***** EXCERPTED DATA

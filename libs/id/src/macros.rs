//! Macro for defining opaque integer ID types.

/// Defines a newtype wrapper around `i64` for a single store-issued entity kind.
///
/// Generates `new`/`value` accessors, `Display`/`FromStr` (decimal), and
/// `Serialize`/`Deserialize` as a JSON number.
///
/// # Example
///
/// ```ignore
/// define_id!(NodeId);
///
/// let id = NodeId::new(42);
/// let parsed: NodeId = "42".parse()?;
/// assert_eq!(id, parsed);
/// ```
#[macro_export]
macro_rules! define_id {
    ($name:ident) => {
        /// An opaque integer ID issued by the store.
        #[derive(Debug, Clone, Copy, PartialEq, Eq, PartialOrd, Ord, Hash)]
        pub struct $name(i64);

        impl $name {
            /// Wraps a raw store-issued integer.
            ///
            /// # Panics
            ///
            /// Panics if `id` is not positive; store-issued IDs are always `>= 1`.
            #[must_use]
            pub const fn new(id: i64) -> Self {
                assert!(id > 0, "ID must be positive");
                Self(id)
            }

            /// Returns the underlying integer value.
            #[must_use]
            pub const fn value(&self) -> i64 {
                self.0
            }

            /// Parses an ID from its decimal string form.
            pub fn parse(s: &str) -> Result<Self, $crate::IdError> {
                let value: i64 = s
                    .parse()
                    .map_err(|_| $crate::IdError::InvalidFormat(s.to_string()))?;
                if value <= 0 {
                    return Err($crate::IdError::NotPositive(value));
                }
                Ok(Self(value))
            }
        }

        impl std::fmt::Display for $name {
            fn fmt(&self, f: &mut std::fmt::Formatter<'_>) -> std::fmt::Result {
                write!(f, "{}", self.0)
            }
        }

        impl std::str::FromStr for $name {
            type Err = $crate::IdError;

            fn from_str(s: &str) -> Result<Self, Self::Err> {
                Self::parse(s)
            }
        }

        impl From<i64> for $name {
            fn from(id: i64) -> Self {
                Self::new(id)
            }
        }

        impl From<$name> for i64 {
            fn from(id: $name) -> Self {
                id.0
            }
        }

        impl serde::Serialize for $name {
            fn serialize<S>(&self, serializer: S) -> Result<S::Ok, S::Error>
            where
                S: serde::Serializer,
            {
                serializer.serialize_i64(self.0)
            }
        }

        impl<'de> serde::Deserialize<'de> for $name {
            fn deserialize<D>(deserializer: D) -> Result<Self, D::Error>
            where
                D: serde::Deserializer<'de>,
            {
                let value = i64::deserialize(deserializer)?;
                if value <= 0 {
                    return Err(serde::de::Error::custom(format!(
                        "invalid ID value: {value} (must be a positive integer)"
                    )));
                }
                Ok(Self(value))
            }
        }
    };
}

**********

Only the lines from the one with "pub fn parse(s: &str)" through the end of the listing should be output, exactly as they appear.

SOLVED PROBLEM
            pub fn parse(s: &str) -> Result<Self, $crate::IdError> {
                let value: i64 = s
                    .parse()
                    .map_err(|_| $crate::IdError::InvalidFormat(s.to_string()))?;
                if value <= 0 {
                    return Err($crate::IdError::NotPositive(value));
                }
                Ok(Self(value))
            }
        }

        impl std::fmt::Display for $name {
            fn fmt(&self, f: &mut std::fmt::Formatter<'_>) -> std::fmt::Result {
                write!(f, "{}", self.0)
            }
        }

        impl std::str::FromStr for $name {
            type Err = $crate::IdError;

            fn from_str(s: &str) -> Result<Self, Self::Err> {
                Self::parse(s)
            }
        }

        impl From<i64> for $name {
            fn from(id: i64) -> Self {
                Self::new(id)
            }
        }

        impl From<$name> for i64 {
            fn from(id: $name) -> Self {
                id.0
            }
        }

        impl serde::Serialize for $name {
            fn serialize<S>(&self, serializer: S) -> Result<S::Ok, S::Error>
            where
                S: serde::Serializer,
            {
                serializer.serialize_i64(self.0)
            }
        }

        impl<'de> serde::Deserialize<'de> for $name {
            fn deserialize<D>(deserializer: D) -> Result<Self, D::Error>
            where
                D: serde::Deserializer<'de>,
            {
                let value = i64::deserialize(deserializer)?;
                if value <= 0 {
                    return Err(serde::de::Error::custom(format!(
                        "invalid ID value: {value} (must be a positive integer)"
                    )));
                }
                Ok(Self(value))
            }
        }
    };
}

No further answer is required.